Your firm failed to submit Field Alert Reports to FDA in compliance with 21 C.F.R. 314.81(b)(1)(ii), as required by section 505(k) of the FD&C Act [21 U.S.C. 355(k)] upon discovery of a product quality defect. An applicant is required to submit, within three working days of receipt, information concerning any bacteriological contamination or any significant chemical, physical, or other change or deterioration in the distributed drug product, or any failure of one or more distributed batches of drug product to meet the specifications established for it in the application.

The intent of the 21 CFR 314.81(b)(1) regulation is to establish an early warning system so that significant problems are brought to the Agency’s attention by applicant holders to prevent potential safety hazards from drug products already in distribution.

Conclusion

The violations cited in this letter are not intended to be an all-inclusive list of violations that exist at your facility. You are responsible for investigating and determining the causes of any violations and for preventing their recurrence or the occurrence of other violations.

If you are considering an action that is likely to lead to a disruption in the supply of drugs produced at your facility, FDA requests that you contact CDER’s Drug Shortages Staff immediately, at drugshortages@fda.hhs.gov, so that FDA can work with you on the most effective way to bring your operations into compliance with the law. Contacting the Drug Shortages Staff also allows you to meet any obligations you may have to report discontinuances or interruptions in your drug manufacture under 21 U.S.C. 356C(b). This also allows FDA to consider, as soon as possible, what actions, if any, may be needed to avoid shortages and protect the health of patients who depend on your products.

Correct any violations promptly. Failure to promptly and adequately address this matter may result in regulatory or legal action without further notice including, without limitation, seizure and injunction. Unresolved violations may also prevent other Federal agencies from awarding contracts.

Failure to address violations may also cause FDA to withhold issuance of Export Certificates. FDA may withhold approval of new applications or supplements listing your firm as a drug manufacturer until any violations are completely addressed and we confirm your compliance with CGMP. We may re-inspect to verify that you have completed corrective actions to address any violations.

This letter notifies you of our findings and provides you an opportunity to address the above deficiencies. After you receive this letter, respond to this office in writing within 15 working days.1 Specify what you have done to address any violations and to prevent their recurrence. In response to this letter, you may provide additional information for our consideration as we continue to assess your activities and practices. If you cannot complete corrective actions within 15 working days, state your reasons for delay and your schedule for completion.

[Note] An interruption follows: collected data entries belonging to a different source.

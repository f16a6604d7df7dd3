//! PipelineBlueprint - Config Loader output
//!
//! Describes the complete workspace configuration: the opaque pipeline
//! bundle handed to tools, orchestrator settings, tool wiring, and event sinks.

use serde::{Deserialize, Serialize};
use std::collections::{BTreeMap, HashMap};
use std::time::Duration;

/// Configuration version
#[derive(Debug, Clone, Copy, PartialEq, Eq, Default, Serialize, Deserialize)]
pub enum ConfigVersion {
    #[default]
    V1,
}

/// Complete configuration blueprint
#[derive(Debug, Clone, Default, Serialize, Deserialize)]
pub struct PipelineBlueprint {
    /// Configuration version
    #[serde(default)]
    pub version: ConfigVersion,

    /// Options consumed by stage adapters
    #[serde(default)]
    pub pipeline: PipelineConfig,

    /// Orchestrator settings
    #[serde(default)]
    pub orchestrator: OrchestratorSettings,

    /// Which tools back each stage
    #[serde(default)]
    pub tools: ToolsConfig,

    /// Event output routing
    #[serde(default)]
    pub sinks: Vec<SinkConfig>,
}

/// Where generated video assets are rendered
#[derive(Debug, Clone, Copy, PartialEq, Eq, Default, Serialize, Deserialize)]
#[serde(rename_all = "lowercase")]
pub enum VideoBackend {
    /// Local generation host
    #[default]
    Local,
    /// Hosted generation API (requires `api_key`)
    Cloud,
}

/// Options bundle passed to stage adapters unmodified.
///
/// The orchestrator never interprets these values.
#[derive(Debug, Clone, PartialEq, Serialize, Deserialize)]
pub struct PipelineConfig {
    #[serde(default)]
    pub video_backend: VideoBackend,

    /// Model used by the summarization stage
    #[serde(default = "default_summarization_model")]
    pub summarization_model: String,

    /// Model used by the transcription stage
    #[serde(default = "default_transcription_model")]
    pub transcription_model: String,

    /// Local asset generation host (host:port)
    #[serde(default = "default_asset_host")]
    pub asset_host: String,

    /// Cloud API endpoint, used when `video_backend = "cloud"`
    #[serde(default)]
    pub cloud_endpoint: String,

    /// Cloud API key, required iff `video_backend = "cloud"`
    #[serde(default, skip_serializing_if = "Option::is_none")]
    pub api_key: Option<String>,
}

fn default_summarization_model() -> String {
    "llama3".to_string()
}

fn default_transcription_model() -> String {
    "base".to_string()
}

fn default_asset_host() -> String {
    "127.0.0.1:8188".to_string()
}

impl Default for PipelineConfig {
    fn default() -> Self {
        Self {
            video_backend: VideoBackend::Local,
            summarization_model: default_summarization_model(),
            transcription_model: default_transcription_model(),
            asset_host: default_asset_host(),
            cloud_endpoint: String::new(),
            api_key: None,
        }
    }
}

/// Orchestrator settings
#[derive(Debug, Clone, PartialEq, Serialize, Deserialize)]
pub struct OrchestratorSettings {
    /// Per-stage deadline in seconds (None or 0 = no deadline)
    #[serde(default)]
    pub stage_timeout_secs: Option<u64>,

    /// Capacity of the observer event channel
    #[serde(default = "default_event_capacity")]
    pub event_capacity: usize,
}

fn default_event_capacity() -> usize {
    256
}

impl Default for OrchestratorSettings {
    fn default() -> Self {
        Self {
            stage_timeout_secs: None,
            event_capacity: default_event_capacity(),
        }
    }
}

impl OrchestratorSettings {
    /// Per-stage deadline, if any
    pub fn stage_timeout(&self) -> Option<Duration> {
        match self.stage_timeout_secs {
            Some(0) | None => None,
            Some(secs) => Some(Duration::from_secs(secs)),
        }
    }
}

/// Tool backing mode
#[derive(Debug, Clone, Copy, PartialEq, Eq, Default, Serialize, Deserialize)]
#[serde(rename_all = "snake_case")]
pub enum ToolMode {
    /// Timed simulation with canned log lines
    #[default]
    Simulated,
    /// External command per stage
    Command,
}

/// Tool wiring
#[derive(Debug, Clone, Default, PartialEq, Serialize, Deserialize)]
pub struct ToolsConfig {
    #[serde(default)]
    pub mode: ToolMode,

    /// Settings for simulated tools
    #[serde(default)]
    pub simulated: SimulatedSettings,

    /// Stage key -> command (used when `mode = "command"`)
    #[serde(default)]
    pub commands: BTreeMap<String, CommandSpec>,
}

/// Simulated tool timing
#[derive(Debug, Clone, PartialEq, Serialize, Deserialize)]
pub struct SimulatedSettings {
    /// Shortest simulated stage duration
    #[serde(default = "default_min_duration_ms")]
    pub min_duration_ms: u64,

    /// Longest simulated stage duration
    #[serde(default = "default_max_duration_ms")]
    pub max_duration_ms: u64,

    /// Interval between progress reports
    #[serde(default = "default_tick_ms")]
    pub tick_ms: u64,
}

fn default_min_duration_ms() -> u64 {
    1500
}

fn default_max_duration_ms() -> u64 {
    3500
}

fn default_tick_ms() -> u64 {
    100
}

impl Default for SimulatedSettings {
    fn default() -> Self {
        Self {
            min_duration_ms: default_min_duration_ms(),
            max_duration_ms: default_max_duration_ms(),
            tick_ms: default_tick_ms(),
        }
    }
}

/// External command backing one stage
#[derive(Debug, Clone, PartialEq, Serialize, Deserialize)]
pub struct CommandSpec {
    /// Executable
    pub program: String,

    /// Arguments; `{input}` is replaced by the media path
    #[serde(default)]
    pub args: Vec<String>,

    /// Extra environment variables
    #[serde(default)]
    pub env: HashMap<String, String>,

    /// Adapter-level retries before the failure is surfaced
    #[serde(default)]
    pub retries: u32,

    /// Initial retry backoff (doubles per attempt)
    #[serde(default = "default_retry_backoff_ms")]
    pub retry_backoff_ms: u64,
}

fn default_retry_backoff_ms() -> u64 {
    500
}

/// Sink configuration
#[derive(Debug, Clone, PartialEq, Serialize, Deserialize)]
pub struct SinkConfig {
    /// Sink name
    pub name: String,

    /// Sink type
    pub sink_type: SinkType,

    /// Queue capacity
    #[serde(default = "default_queue_capacity")]
    pub queue_capacity: usize,

    /// Sink-specific parameters
    #[serde(default)]
    pub params: HashMap<String, String>,
}

fn default_queue_capacity() -> usize {
    256
}

/// Sink type
#[derive(Debug, Clone, Copy, PartialEq, Eq, Serialize, Deserialize)]
#[serde(rename_all = "snake_case")]
pub enum SinkType {
    /// Mirror events into tracing
    Log,
    /// Append events as JSON lines
    File,
}
impl PipelineRun {
    fn invalid(&self, operation: &str, reason: impl Into<String>) -> ContractError {
        ContractError::invalid_state(operation, reason)
    }

    fn require_processing(&self, operation: &str) -> Result<(), ContractError> {
        if self.status != PipelineStatus::Processing {
            return Err(self.invalid(operation, format!("pipeline is {}", self.status)));
        }
        Ok(())
    }

    fn require_running(&self, operation: &str, stage: StageId) -> Result<(), ContractError> {
        self.require_processing(operation)?;
        let state = self.stage(stage);
        if state.status != StageStatus::Running {
            return Err(self.invalid(
                operation,
                format!("stage {} is {:?}, not running", stage, state.status),
            ));
        }
        Ok(())
    }

    fn stage_event(&self, stage: StageId) -> PipelineEvent {
        PipelineEvent::StageStatusChanged {
            run_id: self.run_id,
            state: self.stage(stage).clone(),
        }
    }

    fn status_event(&self) -> PipelineEvent {
        PipelineEvent::PipelineStatusChanged {
            run_id: self.run_id,
            status: self.status,
        }
    }

    fn begin(&mut self, run_id: u64, input: MediaInput) -> Result<Vec<PipelineEvent>, ContractError> {
        if self.status != PipelineStatus::Idle {
            return Err(self.invalid(
                "start",
                format!("pipeline is {}, reset required", self.status),
            ));
        }
        self.run_id = run_id;
        self.status = PipelineStatus::Processing;
        self.input = Some(input);
        self.started_at = Some(Utc::now());
        self.finished_at = None;
        Ok(vec![self.status_event()])
    }

    fn start_stage(&mut self, stage: StageId) -> Result<Vec<PipelineEvent>, ContractError> {
        self.require_processing("start stage")?;
        if let Some(running) = self.running_stage() {
            return Err(self.invalid("start stage", format!("stage {running} is still running")));
        }
        if self.stage(stage).status != StageStatus::Pending {
            return Err(self.invalid("start stage", format!("stage {stage} is not pending")));
        }
        if let Some(blocking) = self.stages[..stage.index()]
            .iter()
            .find(|s| s.status != StageStatus::Completed)
        {
            return Err(self.invalid(
                "start stage",
                format!("stage {} has not completed", blocking.id),
            ));
        }

        let state = &mut self.stages[stage.index()];
        state.status = StageStatus::Running;
        state.progress = 0.0;
        state.detail = Some("Initializing...".to_string());
        Ok(vec![self.stage_event(stage)])
    }

    fn progress(
        &mut self,
        stage: StageId,
        progress: f64,
        detail: Option<String>,
    ) -> Result<Vec<PipelineEvent>, ContractError> {
        self.require_running("report progress", stage)?;
        if progress.is_nan() {
            return Ok(Vec::new());
        }

        let clamped = progress.clamp(0.0, MAX_RUNNING_PROGRESS);
        let state = &mut self.stages[stage.index()];
        // Progress never moves backwards; a swallowed report changes nothing
        if clamped <= state.progress {
            return Ok(Vec::new());
        }
        state.progress = clamped;
        if let Some(detail) = detail {
            state.detail = Some(detail);
        }

        Ok(vec![PipelineEvent::ProgressChanged {
            run_id: self.run_id,
            stage,
            progress: clamped,
        }])
    }

    fn complete_stage(&mut self, stage: StageId) -> Result<Vec<PipelineEvent>, ContractError> {
        self.require_running("complete stage", stage)?;
        let state = &mut self.stages[stage.index()];
        state.status = StageStatus::Completed;
        state.progress = 100.0;
        state.detail = Some("Done".to_string());
        Ok(vec![self.stage_event(stage)])
    }

    fn fail_stage(&mut self, stage: StageId, reason: String) -> Result<Vec<PipelineEvent>, ContractError> {
        self.require_running("fail stage", stage)?;
        let state = &mut self.stages[stage.index()];
        state.status = StageStatus::Failed;
        state.detail = Some(reason);
        self.status = PipelineStatus::Failed;
        self.finished_at = Some(Utc::now());
        Ok(vec![self.stage_event(stage), self.status_event()])
    }

    fn finish(&mut self) -> Result<Vec<PipelineEvent>, ContractError> {
        self.require_processing("finish")?;
        if let Some(unfinished) = self
            .stages
            .iter()
            .find(|s| s.status != StageStatus::Completed)
        {
            return Err(self.invalid(
                "finish",
                format!("stage {} has not completed", unfinished.id),
            ));
        }
        self.status = PipelineStatus::Completed;
        self.finished_at = Some(Utc::now());
        Ok(vec![self.status_event()])
    }

    fn append_log(&mut self, entry: LogEntry) -> Vec<PipelineEvent> {
        self.log.push(entry.clone());
        vec![PipelineEvent::LogAppended {
            run_id: self.run_id,
            entry,
        }]
    }

    fn reset(&mut self) -> Vec<PipelineEvent> {
        let log = std::mem::take(&mut self.log);
        *self = PipelineRun {
            log,
            ..PipelineRun::new()
        };

        let mut events: Vec<_> = StageId::ALL.iter().map(|s| self.stage_event(*s)).collect();
        events.push(self.status_event());
        events
    }
}

#[cfg(test)]
mod tests {
    use super::*;
    use crate::LogLevel;

    fn begun() -> PipelineRun {
        let mut run = PipelineRun::new();
        run.apply(Transition::Begin {
            run_id: 1,
            input: MediaInput::new("talk.mp4"),
        })
        .unwrap();
        run
    }

    fn complete(run: &mut PipelineRun, stage: StageId) {
        run.apply(Transition::StageStarted(stage)).unwrap();
        run.apply(Transition::StageCompleted(stage)).unwrap();
    }

    #[test]
    fn test_new_run_is_idle() {
        let run = PipelineRun::new();
        assert_eq!(run.status, PipelineStatus::Idle);
        assert_eq!(run.stages.len(), 5);
        assert!(run
            .stages
            .iter()
            .all(|s| s.status == StageStatus::Pending && s.progress == 0.0));
        assert!(run.check_invariants().is_ok());
    }

    #[test]
    fn test_begin_twice_is_invalid() {
        let mut run = begun();
        let before = run.clone();
        let err = run
            .apply(Transition::Begin {
                run_id: 2,
                input: MediaInput::new("other.mp4"),
            })
            .unwrap_err();
        assert!(matches!(err, ContractError::InvalidState { .. }));
        assert_eq!(run, before);
    }

    #[test]
    fn test_stage_must_start_in_order() {
        let mut run = begun();
        let err = run
            .apply(Transition::StageStarted(StageId::Diarization))
            .unwrap_err();
        assert!(err.to_string().contains("has not completed"), "got: {err}");

        run.apply(Transition::StageStarted(StageId::Transcription))
            .unwrap();
        let err = run
            .apply(Transition::StageStarted(StageId::Transcription))
            .unwrap_err();
        assert!(err.to_string().contains("still running"), "got: {err}");
    }

    #[test]
    fn test_progress_is_clamped_and_monotonic() {
        let mut run = begun();
        run.apply(Transition::StageStarted(StageId::Transcription))
            .unwrap();

        let events = run
            .apply(Transition::Progress {
                stage: StageId::Transcription,
                progress: 150.0,
                detail: None,
            })
            .unwrap();
        assert_eq!(events.len(), 1);
        assert_eq!(run.stage(StageId::Transcription).progress, MAX_RUNNING_PROGRESS);

        // Backwards report is swallowed
        let events = run
            .apply(Transition::Progress {
                stage: StageId::Transcription,
                progress: 10.0,
                detail: Some("Processing...".into()),
            })
            .unwrap();
        assert!(events.is_empty());
        assert_eq!(run.stage(StageId::Transcription).progress, MAX_RUNNING_PROGRESS);
        assert_eq!(
            run.stage(StageId::Transcription).detail.as_deref(),
            Some("Initializing...")
        );

        let events = run
            .apply(Transition::Progress {
                stage: StageId::Transcription,
                progress: f64::NAN,
                detail: None,
            })
            .unwrap();
        assert!(events.is_empty());
        assert!(run.check_invariants().is_ok());
    }

    #[test]
    fn test_failure_halts_pipeline() {
        let mut run = begun();
        complete(&mut run, StageId::Transcription);
        complete(&mut run, StageId::Diarization);
        run.apply(Transition::StageStarted(StageId::Summarization))
            .unwrap();
        let events = run
            .apply(Transition::StageFailed {
                stage: StageId::Summarization,
                reason: "connection refused".into(),
            })
            .unwrap();

        assert_eq!(events.len(), 2);
        assert!(events[1].is_terminal());
        assert_eq!(run.status, PipelineStatus::Failed);
        assert_eq!(
            run.stage(StageId::Summarization).detail.as_deref(),
            Some("connection refused")
        );
        assert_eq!(run.stage(StageId::AssetGeneration).status, StageStatus::Pending);
        assert!(run.check_invariants().is_ok());

        // Nothing may start after a failure
        assert!(run
            .apply(Transition::StageStarted(StageId::AssetGeneration))
            .is_err());
    }

    #[test]
    fn test_finish_requires_all_stages() {
        let mut run = begun();
        complete(&mut run, StageId::Transcription);
        assert!(run.apply(Transition::Finish).is_err());

        for stage in &StageId::ALL[1..] {
            complete(&mut run, *stage);
        }
        run.apply(Transition::Finish).unwrap();
        assert_eq!(run.status, PipelineStatus::Completed);
        assert!(run.stages.iter().all(|s| s.progress == 100.0));
        assert!(run.check_invariants().is_ok());
    }

    #[test]
    fn test_reset_keeps_log() {
        let mut run = begun();
        run.apply(Transition::Log(LogEntry::info("Starting pipeline...")))
            .unwrap();
        complete(&mut run, StageId::Transcription);

        run.apply(Transition::Reset).unwrap();
        assert_eq!(run.log.len(), 1);
        assert_eq!(
            PipelineRun {
                log: Vec::new(),
                ..run.clone()
            },
            PipelineRun::new()
        );

        run.apply(Transition::ClearLog).unwrap();
        assert_eq!(run, PipelineRun::new());
    }

    #[test]
    fn test_invariant_detects_gap() {
        let mut run = begun();
        run.stages[2].status = StageStatus::Completed;
        run.stages[2].progress = 100.0;
        assert!(run.check_invariants().is_err());
    }

    #[test]
    fn test_log_filter() {
        let mut run = PipelineRun::new();
        run.apply(Transition::Log(LogEntry::info("a"))).unwrap();
        run.apply(Transition::Log(LogEntry::error("b"))).unwrap();
        assert_eq!(run.log_at(LogLevel::Error).count(), 1);
    }
}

Send your electronic reply to CDER-OC-OMQ-Communications@fda.hhs.gov. Identify your response with FEI 3005947301 and ATTN: Christopher Keating.

Sincerely,
/S/

Francis Godwin
Director
Office of Manufacturing Quality
Office of Compliance
Center for Drug Evaluation and Research

________________

1 Under program enhancements for the Generic Drug User Fee Amendments (GDUFA) reauthorization for fiscal years (FYs) 2023-2027, also known as the GDUFA III Commitment Letter, your facility may be eligible for a Post-Warning Letter Meeting to obtain preliminary feedback from FDA on the adequacy and completeness of your corrective action plans.